Someone previously started a thread on the first paper we wrote back in October 2012 where we evaluated 6 different popular headphones using a method of substitution where the test administrator substituted the headphones from behind the listener. We found there was generally good agreement among trained listeners in what they preferred and this tended to correlate with their perceived spectral balance and measured response.
1. Sean E. Olive and Todd Welti, "The Relationship between Perception and Measurement of Headphone Sound Quality", presented at the 133rd Audio Eng. Soc. Convention, San Francisco, USA, (October 2012).

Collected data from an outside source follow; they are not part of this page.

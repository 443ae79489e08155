use super::{Card, CardIter, Value};

/// All the different possible hand ranks.
/// For each hand rank the u32 corresponds to
/// the strength of the hand in comparison to others
/// of the same rank.
#[derive(Debug, PartialEq, Eq, PartialOrd, Ord, Clone, Copy, Hash)]
pub enum Rank {
    /// The lowest rank.
    /// No matches
    HighCard(u32),
    /// One Card matches another.
    OnePair(u32),
    /// Two different pair of matching cards.
    TwoPair(u32),
    /// Three of the same value.
    ThreeOfAKind(u32),
    /// Five cards in a sequence
    Straight(u32),
    /// Five cards of the same suit
    Flush(u32),
    /// Three of one value and two of another value
    FullHouse(u32),
    /// Four of the same value.
    FourOfAKind(u32),
    /// Five cards in a sequence all of the same suit.
    StraightFlush(u32),
}

/// If the value bitset is one of the ten straights, return its strength
/// index (0 = the wheel, 9 = broadway).
fn rank_straight(value_set: u32) -> Option<u32> {
    // The wheel is the only straight that isn't a contiguous run of bits.
    const WHEEL: u32 = (1 << (Value::Ace as u32)) | 0b1111;
    if value_set == WHEEL {
        return Some(0);
    }
    (0u32..9).find(|i| value_set == (0b1_1111 << i)).map(|i| i + 1)
}

/// First value (as a bit index) appearing `count` times in the hand.
fn value_with_count(value_to_count: &[u8; 13], count: u8) -> Option<u32> {
    value_to_count
        .iter()
        .position(|c| *c == count)
        .map(|v| v as u32)
}

/// Can this turn into a hand rank?
pub trait Rankable {
    /// Rank a hand of exactly five cards.
    fn rank_five(&self) -> Rank;

    /// Rank the best five card hand choosable from five to seven cards.
    fn rank(&self) -> Rank;
}

impl Rankable for [Card] {
    /// Rank this five card hand. It doesn't do any caching so it's left up
    /// to the user to understand that duplicate work will be done if this
    /// is called more than once.
    fn rank_five(&self) -> Rank {
        debug_assert_eq!(5, self.len());

        // Use for bitsets
        let mut suit_set: u32 = 0;
        let mut value_set: u32 = 0;
        let mut value_to_count = [0u8; 13];
        for c in self.iter() {
            suit_set |= 1 << (c.suit as u32);
            value_set |= 1 << (c.value as u32);
            value_to_count[c.value as usize] += 1;
        }

        // The major deciding factor for hand rank
        // is the number of unique card values.
        let unique_card_count = value_set.count_ones();

        if unique_card_count == 5 {
            // If there are five different cards it can be a straight,
            // a straight flush, a flush, or just a high card.
            let is_flush = suit_set.count_ones() == 1;
            match (rank_straight(value_set), is_flush) {
                (Some(rank), true) => Rank::StraightFlush(rank),
                (Some(rank), false) => Rank::Straight(rank),
                (None, true) => Rank::Flush(value_set),
                (None, false) => Rank::HighCard(value_set),
            }
        } else if unique_card_count == 2 {
            // This can either be full house, or four of a kind.
            match value_with_count(&value_to_count, 3) {
                Some(three_value) => {
                    let major_rank = 1 << three_value;
                    // Remove the card that we have three of from the minor rank.
                    let minor_rank = value_set ^ major_rank;
                    Rank::FullHouse(major_rank << 13 | minor_rank)
                }
                None => {
                    let major_rank =
                        1 << value_with_count(&value_to_count, 4).unwrap_or(0);
                    let minor_rank = value_set ^ major_rank;
                    Rank::FourOfAKind(major_rank << 13 | minor_rank)
                }
            }
        } else if unique_card_count == 3 {
            // This can be three of a kind or two pair.
            match value_with_count(&value_to_count, 3) {
                Some(three_value) => {
                    let major_rank = 1 << three_value;
                    let minor_rank = value_set ^ major_rank;
                    Rank::ThreeOfAKind(major_rank << 13 | minor_rank)
                }
                None => {
                    // Get the values of the two pairs.
                    let mut major_rank: u32 = 0;
                    for (v, count) in value_to_count.iter().enumerate() {
                        if *count == 2 {
                            major_rank |= 1 << v;
                        }
                    }
                    let minor_rank = value_set ^ major_rank;
                    Rank::TwoPair(major_rank << 13 | minor_rank)
                }
            }
        } else {
            // This is unique_card_count == 4
            debug_assert_eq!(4, unique_card_count);
            let major_rank = 1 << value_with_count(&value_to_count, 2).unwrap_or(0);
            let minor_rank = value_set ^ major_rank;
            Rank::OnePair(major_rank << 13 | minor_rank)
        }
    }

    /// Rank a five to seven card hand as the best five card sub-hand.
    fn rank(&self) -> Rank {
        if self.len() == 5 {
            self.rank_five()
        } else {
            CardIter::new(self.to_vec(), 5)
                .map(|combo| combo[..].rank_five())
                .max()
                .unwrap_or(Rank::HighCard(0))
        }
    }
}

impl Rankable for Vec<Card> {
    fn rank_five(&self) -> Rank {
        self[..].rank_five()
    }
    fn rank(&self) -> Rank {
        self[..].rank()
    }
}

#[cfg(test)]
mod tests {
    use super::*;
    use crate::core::cards_from_str;

    fn rank_str(s: &str) -> Rank {
        cards_from_str(s).unwrap().rank()
    }

    #[test]
    fn test_cmp() {
        assert!(Rank::HighCard(0) < Rank::StraightFlush(0));
        assert!(Rank::HighCard(0) < Rank::FourOfAKind(0));
        assert!(Rank::HighCard(0) < Rank::ThreeOfAKind(0));
    }

    #[test]
    fn test_cmp_high() {
        assert!(Rank::HighCard(0) < Rank::HighCard(100));
    }

    #[test]
    fn test_high_card_hand() {
        let rank = 1 << (Value::Ace as u32)
            | 1 << (Value::Eight as u32)
            | 1 << (Value::Nine as u32)
            | 1 << (Value::Ten as u32)
            | 1 << (Value::Five as u32);
        assert_eq!(Rank::HighCard(rank), rank_str("Ad8h9cTc5c"));
    }

    #[test]
    fn test_flush() {
        let rank = 1 << (Value::Ace as u32)
            | 1 << (Value::Eight as u32)
            | 1 << (Value::Nine as u32)
            | 1 << (Value::Ten as u32)
            | 1 << (Value::Five as u32);
        assert_eq!(Rank::Flush(rank), rank_str("Ad8d9dTd5d"));
    }

    #[test]
    fn test_full_house() {
        let rank = (1 << (Value::Nine as u32)) << 13 | 1 << (Value::Ace as u32);
        assert_eq!(Rank::FullHouse(rank), rank_str("AdAc9d9c9s"));
    }

    #[test]
    fn test_two_pair() {
        let rank = (1 << (Value::Ace as u32) | 1 << (Value::Nine as u32)) << 13
            | 1 << (Value::Ten as u32);
        assert_eq!(Rank::TwoPair(rank), rank_str("AdAc9d9cTs"));
    }

    #[test]
    fn test_one_pair() {
        let rank = (1 << (Value::Ace as u32)) << 13
            | 1 << (Value::Nine as u32)
            | 1 << (Value::Eight as u32)
            | 1 << (Value::Ten as u32);
        assert_eq!(Rank::OnePair(rank), rank_str("AdAc9d8cTs"));
    }

    #[test]
    fn test_four_of_a_kind() {
        let rank = (1 << (Value::Ace as u32)) << 13 | 1 << (Value::Ten as u32);
        assert_eq!(Rank::FourOfAKind(rank), rank_str("AdAcAsAhTs"));
    }

    #[test]
    fn test_wheel() {
        assert_eq!(Rank::Straight(0), rank_str("Ad2c3s4h5s"));
    }

    #[test]
    fn test_straight() {
        assert_eq!(Rank::Straight(1), rank_str("2c3s4h5s6d"));
    }

    #[test]
    fn test_broadway_straight() {
        assert_eq!(Rank::Straight(9), rank_str("TcJsQhKsAd"));
    }

    #[test]
    fn test_three_of_a_kind() {
        let rank = (1 << (Value::Two as u32)) << 13
            | 1 << (Value::Five as u32)
            | 1 << (Value::Six as u32);
        assert_eq!(Rank::ThreeOfAKind(rank), rank_str("2c2s2h5s6d"));
    }

    #[test]
    fn test_seven_card_royal() {
        assert_eq!(Rank::StraightFlush(9), rank_str("AsKsQsJsTs2c2d"));
    }

    #[test]
    fn test_seven_card_picks_best_five() {
        // A pair of aces plus a board that makes a flush.
        assert!(matches!(rank_str("AhAd2c5c8cJcKc"), Rank::Flush(_)));
    }

    #[test]
    fn test_seven_card_matches_max_of_five() {
        for s in ["AsKsQsJsTs2c2d", "AhAd2c5c8cJcKc", "2c3s4h5s6d8h8s"] {
            let cards = cards_from_str(s).unwrap();
            let best = CardIter::new(cards.clone(), 5)
                .map(|combo| combo[..].rank_five())
                .max()
                .unwrap();
            assert_eq!(best, cards.rank());
        }
    }
}
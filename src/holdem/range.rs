use std::collections::{HashMap, HashSet};

use rand::Rng;
use tracing::event;

use crate::core::{BotError, Card, CardBitSet, CardIter};

use super::{HolePair, calc_strength_vs};

/// Which tail of the strength distribution a prune removes.
///
/// Strengths in the map are each candidate's win probability against our
/// own hand. An opponent who bets is advertising strength, so we drop the
/// candidates that fare worst against us (`Below`). An opponent who
/// declines to bet is advertising weakness, so we drop the candidates
/// that fare best (`Above`).
#[derive(Debug, Clone, Copy, PartialEq, Eq)]
pub enum PruneDirection {
    Below,
    Above,
}

/// A pruning rule: drop candidates more than `deviations` standard
/// deviations out on the chosen side of the mean.
///
/// The cutoff adapts to how spread out the current range is, so a tight
/// range with little variance is barely touched while a wide uncertain
/// range loses its clearly inconsistent candidates.
#[derive(Debug, Clone, Copy, PartialEq)]
pub struct PrunePolicy {
    pub direction: PruneDirection,
    pub deviations: f64,
}

impl PrunePolicy {
    /// The opponent put chips in; remove candidates weaker than
    /// `mean + deviations * stddev` against our hand.
    pub fn suspect_strength(deviations: f64) -> Self {
        Self {
            direction: PruneDirection::Below,
            deviations,
        }
    }

    /// The opponent checked; remove candidates stronger than
    /// `mean - deviations * stddev` against our hand.
    pub fn suspect_weakness(deviations: f64) -> Self {
        Self {
            direction: PruneDirection::Above,
            deviations,
        }
    }
}

/// The set of hole pairs the opponent could still hold, with an estimated
/// strength against our own hand for each.
///
/// The candidate set and the strength map move in lockstep: discarding a
/// candidate drops its score, and scores exist only for current
/// candidates. Strengths are filled in by [`OpponentRange::refresh`] and
/// consumed by [`OpponentRange::prune`], which interprets observed actions
/// as evidence about which candidates the opponent can still hold.
#[derive(Debug, Clone, Default)]
pub struct OpponentRange {
    candidates: HashSet<HolePair>,
    strengths: HashMap<HolePair, f64>,
}

impl OpponentRange {
    /// Every hole pair the opponent could hold given our cards and the
    /// board: all two card combinations of the unseen deck. Preflop that
    /// is 1225 candidates.
    pub fn generate(my_hole: HolePair, board: &[Card]) -> Self {
        let mut unseen = CardBitSet::default();
        for c in my_hole.cards() {
            unseen.remove(c);
        }
        for c in board {
            unseen.remove(*c);
        }

        let remaining: Vec<Card> = unseen.into_iter().collect();
        let candidates: HashSet<HolePair> = CardIter::new(remaining, 2)
            .filter_map(|combo| HolePair::new(combo[0], combo[1]).ok())
            .collect();

        Self {
            candidates,
            strengths: HashMap::new(),
        }
    }

    /// A range over an explicit candidate set, unscored.
    pub fn from_candidates<I>(candidates: I) -> Self
    where
        I: IntoIterator<Item = HolePair>,
    {
        Self {
            candidates: candidates.into_iter().collect(),
            strengths: HashMap::new(),
        }
    }

    pub fn len(&self) -> usize {
        self.candidates.len()
    }

    pub fn is_empty(&self) -> bool {
        self.candidates.is_empty()
    }

    pub fn contains(&self, pair: HolePair) -> bool {
        self.candidates.contains(&pair)
    }

    pub fn candidates(&self) -> impl Iterator<Item = &HolePair> {
        self.candidates.iter()
    }

    /// The last refreshed strength of a candidate, if it has been scored.
    pub fn strength_of(&self, pair: HolePair) -> Option<f64> {
        self.strengths.get(&pair).copied()
    }

    /// Drop every candidate that uses one of `cards`. Called when new
    /// board cards appear: the opponent cannot hold a card we can see.
    pub fn discard_conflicts(&mut self, cards: &[Card]) {
        let removed: Vec<HolePair> = self
            .candidates
            .iter()
            .filter(|p| p.conflicts_with(cards))
            .copied()
            .collect();
        for pair in removed {
            self.candidates.remove(&pair);
            self.strengths.remove(&pair);
        }
    }

    /// Re-score every candidate: how often would this exact holding beat
    /// our hand on a random runout? Candidates that conflict with the
    /// board or our hole cards are discarded first, so the Monte Carlo
    /// layer never sees an impossible deal.
    pub fn refresh<R: Rng>(
        &mut self,
        my_hole: HolePair,
        board: &[Card],
        iters: u32,
        rng: &mut R,
    ) -> Result<(), BotError> {
        self.discard_conflicts(board);
        self.discard_conflicts(&my_hole.cards());

        // Score in sorted order; set iteration order varies per instance
        // and would break reproducibility under a seeded generator.
        let mut snapshot: Vec<HolePair> = self.candidates.iter().copied().collect();
        snapshot.sort();
        for candidate in snapshot {
            let strength = calc_strength_vs(candidate, my_hole, board, iters, rng)?;
            self.strengths.insert(candidate, strength);
        }
        Ok(())
    }

    /// Remove the candidates the opponent's last action makes implausible.
    /// Returns how many were removed.
    ///
    /// The cutoff is `mean + deviations * stddev` when suspecting strength
    /// and `mean - deviations * stddev` when suspecting weakness, over the
    /// scored candidates. A range with fewer than two scored candidates is
    /// left untouched; there is no distribution to cut against.
    pub fn prune(&mut self, policy: PrunePolicy) -> usize {
        let Some((mean, stddev)) = self.stats() else {
            return 0;
        };

        let removed: Vec<HolePair> = match policy.direction {
            PruneDirection::Below => {
                let cutoff = mean + policy.deviations * stddev;
                self.candidates
                    .iter()
                    .filter(|p| {
                        self.strengths
                            .get(p)
                            .is_some_and(|s| *s < cutoff)
                    })
                    .copied()
                    .collect()
            }
            PruneDirection::Above => {
                let cutoff = mean - policy.deviations * stddev;
                self.candidates
                    .iter()
                    .filter(|p| {
                        self.strengths
                            .get(p)
                            .is_some_and(|s| *s > cutoff)
                    })
                    .copied()
                    .collect()
            }
        };

        for pair in &removed {
            self.candidates.remove(pair);
            self.strengths.remove(pair);
        }

        event!(
            tracing::Level::DEBUG,
            removed = removed.len(),
            remaining = self.candidates.len(),
            "pruned opponent range"
        );

        removed.len()
    }

    /// Mean and population standard deviation of the scored strengths.
    /// `None` with fewer than two scores.
    fn stats(&self) -> Option<(f64, f64)> {
        let scored: Vec<f64> = self
            .candidates
            .iter()
            .filter_map(|p| self.strengths.get(p).copied())
            .collect();
        if scored.len() < 2 {
            return None;
        }

        let n = scored.len() as f64;
        let mean = scored.iter().sum::<f64>() / n;
        let variance = scored.iter().map(|s| (s - mean).powi(2)).sum::<f64>() / n;
        Some((mean, variance.sqrt()))
    }
}

#[cfg(test)]
mod tests {
    use super::*;
    use crate::core::cards_from_str;

    use rand::{SeedableRng, rngs::StdRng};

    fn pair(s: &str) -> HolePair {
        s.parse().unwrap()
    }

    #[test]
    fn test_generate_preflop_size() {
        let range = OpponentRange::generate(pair("AsKs"), &[]);
        // Two cards out of the fifty we can't see.
        assert_eq!(1225, range.len());
        assert!(range.candidates().all(|p| !p.contains("As".parse().unwrap())));
        assert!(range.candidates().all(|p| !p.contains("Ks".parse().unwrap())));
    }

    #[test]
    fn test_generate_excludes_board() {
        let board = cards_from_str("2c7d9h").unwrap();
        let range = OpponentRange::generate(pair("AsKs"), &board);
        // 47 unseen cards, choose two.
        assert_eq!(1081, range.len());
        assert!(!range.contains(pair("2c3c")));
    }

    #[test]
    fn test_discard_conflicts() {
        let mut range =
            OpponentRange::from_candidates([pair("AhKh"), pair("QdQc"), pair("Ah2d")]);
        let turn = cards_from_str("Ah").unwrap();
        range.discard_conflicts(&turn);

        assert_eq!(1, range.len());
        assert!(range.contains(pair("QdQc")));
    }

    #[test]
    fn test_refresh_scores_every_candidate() {
        let mut range =
            OpponentRange::from_candidates([pair("AhAd"), pair("7h2d"), pair("QcJc")]);
        let mut rng = StdRng::seed_from_u64(17);
        range.refresh(pair("QsQh"), &[], 100, &mut rng).unwrap();

        for candidate in range.candidates() {
            let s = range.strength_of(*candidate).unwrap();
            assert!((0.0..=1.0).contains(&s), "strength {s} out of range");
        }
    }

    #[test]
    fn test_refresh_discards_conflicted_candidates() {
        let mut range = OpponentRange::from_candidates([pair("AhAd"), pair("QsJs")]);
        let mut rng = StdRng::seed_from_u64(17);
        // QsJs shares a card with our hole pair and must not be simulated.
        range.refresh(pair("QsQh"), &[], 50, &mut rng).unwrap();

        assert_eq!(1, range.len());
        assert!(range.contains(pair("AhAd")));
    }

    #[test]
    fn test_refresh_is_deterministic_under_a_seed() {
        // Equal ranges refreshed with equally seeded generators must score
        // every candidate identically, whatever order the sets hash in.
        let mut range_one = OpponentRange::generate(pair("QsQh"), &[]);
        let mut range_two = OpponentRange::generate(pair("QsQh"), &[]);

        let mut rng_one = StdRng::seed_from_u64(42);
        let mut rng_two = StdRng::seed_from_u64(42);
        range_one.refresh(pair("QsQh"), &[], 1, &mut rng_one).unwrap();
        range_two.refresh(pair("QsQh"), &[], 1, &mut rng_two).unwrap();

        for candidate in range_one.candidates() {
            assert_eq!(
                range_one.strength_of(*candidate),
                range_two.strength_of(*candidate),
                "diverging score for {candidate}"
            );
        }
    }

    #[test]
    fn test_prune_suspect_strength_drops_weak() {
        let mut range = OpponentRange::from_candidates([pair("AhAd"), pair("7h2d")]);
        let mut rng = StdRng::seed_from_u64(99);
        range.refresh(pair("QsQh"), &[], 200, &mut rng).unwrap();

        let removed = range.prune(PrunePolicy::suspect_strength(0.0));

        assert_eq!(1, removed);
        assert!(range.contains(pair("AhAd")));
        assert!(!range.contains(pair("7h2d")));
    }

    #[test]
    fn test_prune_suspect_weakness_drops_strong() {
        let mut range = OpponentRange::from_candidates([pair("AhAd"), pair("7h2d")]);
        let mut rng = StdRng::seed_from_u64(99);
        range.refresh(pair("QsQh"), &[], 200, &mut rng).unwrap();

        let removed = range.prune(PrunePolicy::suspect_weakness(0.0));

        assert_eq!(1, removed);
        assert!(range.contains(pair("7h2d")));
        assert!(!range.contains(pair("AhAd")));
    }

    #[test]
    fn test_pruned_candidates_never_return() {
        let mut range = OpponentRange::from_candidates([pair("AhAd"), pair("7h2d")]);
        let mut rng = StdRng::seed_from_u64(99);
        range.refresh(pair("QsQh"), &[], 200, &mut rng).unwrap();
        range.prune(PrunePolicy::suspect_strength(0.0));
        assert!(!range.contains(pair("7h2d")));

        // A later refresh re-scores survivors but never grows the set.
        let board = cards_from_str("2c7c9h").unwrap();
        range.refresh(pair("QsQh"), &board, 50, &mut rng).unwrap();
        assert!(!range.contains(pair("7h2d")));
        assert!(range.strength_of(pair("7h2d")).is_none());
        assert_eq!(1, range.len());
    }

    #[test]
    fn test_prune_unscored_is_noop() {
        let mut range = OpponentRange::from_candidates([pair("AhAd"), pair("7h2d")]);
        assert_eq!(0, range.prune(PrunePolicy::suspect_strength(0.0)));
        assert_eq!(2, range.len());
    }

    #[test]
    fn test_prune_single_candidate_is_noop() {
        let mut range = OpponentRange::from_candidates([pair("AhAd")]);
        let mut rng = StdRng::seed_from_u64(4);
        range.refresh(pair("QsQh"), &[], 50, &mut rng).unwrap();

        assert_eq!(0, range.prune(PrunePolicy::suspect_strength(1.0)));
        assert_eq!(1, range.len());
    }

    #[test]
    fn test_wide_deviations_prune_less() {
        let mut strict = OpponentRange::generate(pair("QsQh"), &[]);
        let mut rng = StdRng::seed_from_u64(7);
        // Score a slice of the range only, enough for a distribution.
        let sample: Vec<HolePair> = strict.candidates().take(40).copied().collect();
        strict = OpponentRange::from_candidates(sample);
        strict.refresh(pair("QsQh"), &[], 50, &mut rng).unwrap();
        let mut loose = strict.clone();

        let removed_strict = strict.prune(PrunePolicy::suspect_strength(0.5));
        let removed_loose = loose.prune(PrunePolicy::suspect_strength(-2.0));

        assert!(removed_loose <= removed_strict);
    }
}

There have been 4 additional papers since then. The second paper we evaluated different headphone target response curves implemented over two different headphones (Sennheiser HD518 and Audeze LCD 2). These unequalized headphones were compared against different versions of the diffuse and free-field calibrations and a new target response based on an accurate loudspeaker calibrated in a reference listening room. This new target response based on the in-room response of a loudspeaker in a room was preferred over both DF and FF targets, and the unequalized headphones.
2. Sean E. Olive, Todd Welti and Elisabeth McMullin, "Listener Preferences For Different Headphone Target Response Curves", presented at the 134th Audio Eng. Soc. Convention, Budapest, Hungary, (May 2013).


In the third paper we developed and validated a virtual headphone listening test methodology where we simulate different headphones over a reference headphone by equalizing it to match the measured response of the target headphone. In this way, we can make A/B comparisons among different virtual headphones in a truly double-blind manner.
3. Sean E. Olive, Todd Welti and Elisabeth McMullin, "A Virtual Headphone Listening Test Methodology", presented at the 51st Audio Eng. Soc. International Conference, Helsinki, Finland, (August 2013).


In the fourth paper, we studied the preferred in-room target response of a high quality loudspeaker in a reference listening room and compared it to the preferred target response of a headphone. Using a method of adjustment, we had listeners directly adjust the bass and treble level of both headphone and loudspeakers to their preferred levels.
4. Sean E. Olive, Todd Welti and Elisabeth McMullin, "Listener Preferences for In-Room Loudspeaker and Headphone Target Responses" presented at the 135th Audio Eng. Soc. Convention, New York, USA, (October 2013).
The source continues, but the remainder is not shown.